L’idea che si trattava di una cristianizzazione di divinità pagane, come ad esempio le Vittorie alate simili a quella di Samotrace, a lungo estesa, è oggi contestata. Il Basso Impero, recuperando l’immagine tradizionale del dio Ermes che si ritroverà spesso associato agli Angeli, darà ai beati Spiriti le piccole ali ai talloni di Mercurio Ermete, messaggero dell’Olimpo.

L’immagine dell’Angelo alato soppianterà rapidamente l’iconografia primitiva che raffigurava gli Angeli sotto le sembianze di giovani vestiti di bianco e risplendenti.

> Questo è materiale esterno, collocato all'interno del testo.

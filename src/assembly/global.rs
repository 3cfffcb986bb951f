//! Assembly kernels.
//!
//! The kernels write into plain slices and [`MatrixInsert`] handles indexed by the unrolled dofs of the
//! forms' dofmaps. They know nothing about restrictions or block layouts: the entry points in
//! [`Assembler`](crate::assembly::Assembler) hand them views that take care of the translation.
use crate::assembly::local::{BilinearForm, LinearForm, ScalarForm};
use crate::bc::{prescribed_values, DirichletBC};
use crate::error::AssemblyError;
use crate::space::FunctionSpace;
use crate::Real;
use eyre::eyre;
use fenris_la::{unroll, InsertMode, MatrixInsert};
use log::trace;
use nalgebra::{DMatrix, DMatrixViewMut, DVector, DVectorViewMut};
use std::sync::Arc;

pub fn assemble_scalar<T: Real>(form: &dyn ScalarForm<T>) -> eyre::Result<T> {
    let mut total = T::zero();
    for cell in 0..form.num_cells() {
        total += form.assemble_cell_scalar(cell)?;
    }
    Ok(total)
}

fn add_element_vector<T: Real>(b: &mut [T], dofs: &[usize], bs: usize, element_vector: &DVector<T>) -> eyre::Result<()> {
    let len = b.len();
    for (k, &dof) in dofs.iter().enumerate() {
        for c in 0..bs {
            let index = dof * bs + c;
            let entry = b
                .get_mut(index)
                .ok_or_else(|| eyre!(AssemblyError::DofOutOfBounds { dof: index, len }))?;
            *entry += element_vector[k * bs + c];
        }
    }
    Ok(())
}

/// Adds the cell contributions of a linear form to `b`, indexed by the unrolled dofs of its test space.
pub fn assemble_vector_into<T: Real>(b: &mut [T], form: &dyn LinearForm<T>) -> eyre::Result<()> {
    let dofmap = form.test_space().dofmap();
    let bs = dofmap.index_map_bs();
    let mut element_vector = DVector::zeros(0);
    for cell in 0..dofmap.num_cells() {
        let dofs = dofmap.cell_dofs(cell);
        element_vector.resize_vertically_mut(bs * dofs.len(), T::zero());
        element_vector.fill(T::zero());
        form.assemble_cell_vector_into(cell, DVectorViewMut::from(&mut element_vector))?;
        add_element_vector(b, dofs, bs, &element_vector)?;
    }
    trace!("Assembled vector over {} cells", dofmap.num_cells());
    Ok(())
}

fn check_cell_counts<T: Real>(form: &dyn BilinearForm<T>) -> eyre::Result<usize> {
    let expected = form.test_space().dofmap().num_cells();
    let actual = form.trial_space().dofmap().num_cells();
    if expected != actual {
        return Err(eyre!(AssemblyError::CellCountMismatch { expected, actual }));
    }
    Ok(expected)
}

fn compute_element_matrix<T: Real>(
    form: &dyn BilinearForm<T>,
    cell: usize,
    element_matrix: &mut DMatrix<T>,
) -> eyre::Result<()> {
    let test = form.test_space().dofmap();
    let trial = form.trial_space().dofmap();
    let nrows = test.index_map_bs() * test.cell_dofs(cell).len();
    let ncols = trial.index_map_bs() * trial.cell_dofs(cell).len();
    element_matrix.resize_mut(nrows, ncols, T::zero());
    element_matrix.fill(T::zero());
    form.assemble_cell_matrix_into(cell, DMatrixViewMut::from(&mut *element_matrix))
}

/// Markers for the unrolled dofs of `space` constrained by any of the conditions posed on it.
fn bc_markers<T: Real>(space: &Arc<FunctionSpace>, bcs: &[&DirichletBC<T>]) -> Vec<bool> {
    let mut markers = vec![false; space.dofmap().unrolled_local_len()];
    for bc in bcs.iter().filter(|bc| bc.is_on(space)) {
        for &dof in bc.dofs() {
            markers[dof] = true;
        }
    }
    markers
}

fn assemble_matrix_impl<T: Real>(
    a: &mut dyn MatrixInsert<T>,
    form: &dyn BilinearForm<T>,
    bcs: &[&DirichletBC<T>],
    blocked: bool,
) -> eyre::Result<()> {
    let num_cells = check_cell_counts(form)?;
    let test = form.test_space().dofmap();
    let trial = form.trial_space().dofmap();
    let (bs0, bs1) = (test.index_map_bs(), trial.index_map_bs());
    if blocked && a.block_sizes() != [bs0, bs1] {
        return Err(eyre!(AssemblyError::BlockSizeMismatch {
            expected: [bs0, bs1],
            actual: a.block_sizes(),
        }));
    }

    let row_markers = bc_markers(form.test_space(), bcs);
    let col_markers = bc_markers(form.trial_space(), bcs);

    let mut element_matrix = DMatrix::zeros(0, 0);
    for cell in 0..num_cells {
        let dofs0 = test.cell_dofs(cell);
        let dofs1 = trial.cell_dofs(cell);
        compute_element_matrix(form, cell, &mut element_matrix)?;

        // Constrained rows and columns only receive their diagonal entries later
        for (k, index) in unroll(dofs0, bs0).into_iter().enumerate() {
            if row_markers[index] {
                element_matrix.row_mut(k).fill(T::zero());
            }
        }
        for (k, index) in unroll(dofs1, bs1).into_iter().enumerate() {
            if col_markers[index] {
                element_matrix.column_mut(k).fill(T::zero());
            }
        }

        if blocked {
            a.set_values_blocked(dofs0, dofs1, element_matrix.as_view(), InsertMode::Add)?;
        } else {
            let rows = unroll(dofs0, bs0);
            let cols = unroll(dofs1, bs1);
            a.set_values(&rows, &cols, element_matrix.as_view(), InsertMode::Add)?;
        }
    }
    trace!("Assembled matrix over {} cells", num_cells);
    Ok(())
}

/// Adds the cell contributions of a bilinear form to `a`, inserting with block indices.
///
/// Rows (columns) of dofs constrained by conditions posed on the test (trial) space are zeroed in each
/// element matrix. The block sizes of `a` must match the block sizes of the form's dofmaps.
pub fn assemble_matrix_into<T: Real>(
    a: &mut dyn MatrixInsert<T>,
    form: &dyn BilinearForm<T>,
    bcs: &[&DirichletBC<T>],
) -> eyre::Result<()> {
    assemble_matrix_impl(a, form, bcs, true)
}

/// Same as [`assemble_matrix_into`], but inserts with unrolled scalar indices.
pub fn assemble_matrix_unrolled_into<T: Real>(
    a: &mut dyn MatrixInsert<T>,
    form: &dyn BilinearForm<T>,
    bcs: &[&DirichletBC<T>],
) -> eyre::Result<()> {
    assemble_matrix_impl(a, form, bcs, false)
}

/// Modifies `b` to account for prescribed values of the trial functions of the given forms.
///
/// For every form `a_j` with conditions `bcs[j]`, computes `b <- b - scale * A_j (g_j - x0_j)`, where `g_j`
/// holds the prescribed values on the constrained dofs and zero elsewhere. `x0` is either empty (taken
/// as zero) or holds one array per form, indexed by the unrolled dofs of the form's trial space.
pub fn apply_lifting_into<T: Real>(
    b: &mut [T],
    forms: &[&dyn BilinearForm<T>],
    bcs: &[Vec<&DirichletBC<T>>],
    x0: &[&[T]],
    scale: T,
) -> eyre::Result<()> {
    if bcs.len() != forms.len() {
        return Err(eyre!(AssemblyError::BlockCountMismatch {
            what: "lifting boundary conditions",
            expected: forms.len(),
            actual: bcs.len(),
        }));
    }
    if !x0.is_empty() && x0.len() != forms.len() {
        return Err(eyre!(AssemblyError::BlockCountMismatch {
            what: "lifting initial guesses",
            expected: forms.len(),
            actual: x0.len(),
        }));
    }

    let mut element_matrix = DMatrix::zeros(0, 0);
    let mut element_vector = DVector::zeros(0);
    for (j, (form, bcs_j)) in forms.iter().zip(bcs).enumerate() {
        let trial_bcs: Vec<_> = bcs_j
            .iter()
            .copied()
            .filter(|bc| bc.is_on(form.trial_space()))
            .collect();
        let values = prescribed_values(&trial_bcs);
        if values.is_empty() {
            continue;
        }
        let x0_j = x0.get(j).copied();

        let num_cells = check_cell_counts(*form)?;
        let test = form.test_space().dofmap();
        let trial = form.trial_space().dofmap();
        let (bs0, bs1) = (test.index_map_bs(), trial.index_map_bs());
        for cell in 0..num_cells {
            let cols = unroll(trial.cell_dofs(cell), bs1);
            if !cols.iter().any(|col| values.contains_key(col)) {
                continue;
            }
            compute_element_matrix(*form, cell, &mut element_matrix)?;
            element_vector.resize_vertically_mut(element_matrix.nrows(), T::zero());
            element_vector.fill(T::zero());
            for (k, col) in cols.iter().enumerate() {
                if let Some(&g) = values.get(col) {
                    let x = match x0_j {
                        Some(x0_j) => *x0_j.get(*col).ok_or_else(|| {
                            eyre!(AssemblyError::DofOutOfBounds {
                                dof: *col,
                                len: x0_j.len()
                            })
                        })?,
                        None => T::zero(),
                    };
                    element_vector.axpy(-scale * (g - x), &element_matrix.column(k), T::one());
                }
            }
            add_element_vector(b, test.cell_dofs(cell), bs0, &element_vector)?;
        }
    }
    Ok(())
}

/// Sets `b[dof] = scale * (g - x0[dof])` for every owned dof constrained by the given conditions.
pub fn set_bc_into<T: Real>(b: &mut [T], bcs: &[&DirichletBC<T>], x0: Option<&[T]>, scale: T) -> eyre::Result<()> {
    let len = b.len();
    for bc in bcs {
        for (dof, g) in bc.owned_dofs_and_values() {
            let x = match x0 {
                Some(x0) => *x0.get(dof).ok_or_else(|| {
                    eyre!(AssemblyError::DofOutOfBounds {
                        dof,
                        len: x0.len()
                    })
                })?,
                None => T::zero(),
            };
            let entry = b
                .get_mut(dof)
                .ok_or_else(|| eyre!(AssemblyError::DofOutOfBounds { dof, len }))?;
            *entry = scale * (g - x);
        }
    }
    Ok(())
}

/// Inserts `diagonal` on the diagonal entries of the owned dofs constrained by conditions on `space`.
///
/// Only meaningful when `space` is both the test and the trial space of the matrix.
pub fn insert_diagonal_into<T: Real>(
    a: &mut dyn MatrixInsert<T>,
    space: &Arc<FunctionSpace>,
    bcs: &[&DirichletBC<T>],
    diagonal: T,
) -> eyre::Result<()> {
    let value = DMatrix::from_element(1, 1, diagonal);
    for bc in bcs.iter().filter(|bc| bc.is_on(space)) {
        for (dof, _) in bc.owned_dofs_and_values() {
            a.set_values(&[dof], &[dof], value.as_view(), InsertMode::Insert)?;
        }
    }
    Ok(())
}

I Serafini, al vertice della Gerarchia angelica, saranno dipinti nell’immaginario medievale con sei ali, come li mostra Isaia: “Dei Serafini stavano davanti a Lui, avendo ognuno sei ali, due per coprirsi il volto, due per coprirsi i piedi, due per volare”(Is. 6,2).

Queste ali con cui essi si coprono il volto testimoniano la maestà insostenibile di Dio il cui splendore anche i primi tra gli Angeli non possono sopportare”.